§ **PROBLEM DESCRIPTION**
Line filter on the word "points": copy each matching line from the entries.

(Data entries)
----

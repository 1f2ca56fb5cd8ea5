use std::cell::OnceCell;
use std::fs::File;
use std::io::{BufReader, Read};

use crate::loc::calculate_line_offsets;
use crate::parse_error::ParseResult;

/// An immutable source file. Line offsets are computed lazily since they are only needed when a
/// diagnostic or a location is materialized.
pub struct Source {
    pub file_path: String,
    pub contents: String,
    line_offsets: OnceCell<Vec<usize>>,
}

impl Source {
    pub fn new_from_file(file_path: &str) -> ParseResult<Source> {
        // Read file to string
        let file = File::open(file_path)?;
        let mut reader = BufReader::new(file);

        let mut contents = String::new();
        reader.read_to_string(&mut contents)?;

        Ok(Source::new_from_string(file_path, contents))
    }

    pub fn new_from_string(file_path: &str, contents: String) -> Source {
        Source {
            file_path: file_path.to_owned(),
            contents,
            line_offsets: OnceCell::new(),
        }
    }

    pub fn line_offsets(&self) -> &[usize] {
        self.line_offsets
            .get_or_init(|| calculate_line_offsets(&self.contents))
    }
}
use std::rc::Rc;

use bitflags::bitflags;

use crate::loc::Loc;
use crate::parse_error::{LocalizedParseError, ParseError, ParseResult};
use crate::source::Source;
use crate::unicode::is_id_part_code_point;
use crate::unicode::is_id_start_code_point;
use crate::unicode_property::{
    is_valid_lone_property, is_valid_property_name, is_valid_property_name_and_value,
};

bitflags! {
    #[derive(Debug, Clone, Copy, PartialEq, Eq)]
    pub struct RegExpFlags: u8 {
        /// Whether to generate indices for substring matches: `d`
        const HAS_INDICES = 1 << 0;
        /// Global search, finding all matches in the string: `g`
        const GLOBAL = 1 << 1;
        /// Whether to ignore case when matching: `i`
        const IGNORE_CASE = 1 << 2;
        /// Whether to allow `^` and `$` to match newlines: `m`
        const MULTILINE = 1 << 3;
        /// Whether to allow `.` to match newlines: `s`
        const DOT_ALL = 1 << 4;
        /// Unicode aware mode, treating the pattern as a sequence of code points and enabling
        /// the unicode escape grammar: `u`
        const UNICODE_AWARE = 1 << 5;
        /// Sticky search, matching only at the current position in the target: `y`
        const STICKY = 1 << 6;
    }
}

/// Sentinel for the end of the pattern. Not a valid code point.
const EOF: i64 = -1;

/// Validator over the body and flags of a regexp literal.
///
/// The pattern is viewed as a sequence of UTF-16 code units. In unicode-aware mode (the `u`
/// flag) surrogate pairs are combined into single code points while scanning, otherwise each
/// unit stands alone. The validator follows the pattern grammar of the spec, with the annex
/// extensions in non-unicode mode.
pub struct RegExpValidator<'a> {
    /// UTF-16 code units of the pattern being validated
    units: Vec<u16>,
    /// Raw pattern text, used in diagnostics
    pattern: &'a str,
    /// Index of the current code unit
    pos: usize,
    /// Loc of the whole regexp literal, where all errors are attributed
    loc: Loc,
    source: Rc<Source>,
    ecma_version: u32,
    /// Unicode-aware mode (the `u` flag)
    switch_u: bool,
    /// Named-group mode: `\k` is always a named backreference and group names are validated
    switch_n: bool,
    num_capturing_parens: u32,
    max_back_reference: u32,
    group_names: Vec<String>,
    back_reference_names: Vec<String>,
    /// Value of the last parsed escape, digits, or class atom. -1 marks class escapes that
    /// cannot serve as a range endpoint.
    last_int_value: i64,
    /// Text of the last parsed group name or property name
    last_string_value: String,
    last_assertion_is_quantifiable: bool,
}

----

§ **ANSWER TO THIS PROBLEM**
        /// Unicode aware mode, treating the pattern as a sequence of code points and enabling
/// flag) surrogate pairs are combined into single code points while scanning, otherwise each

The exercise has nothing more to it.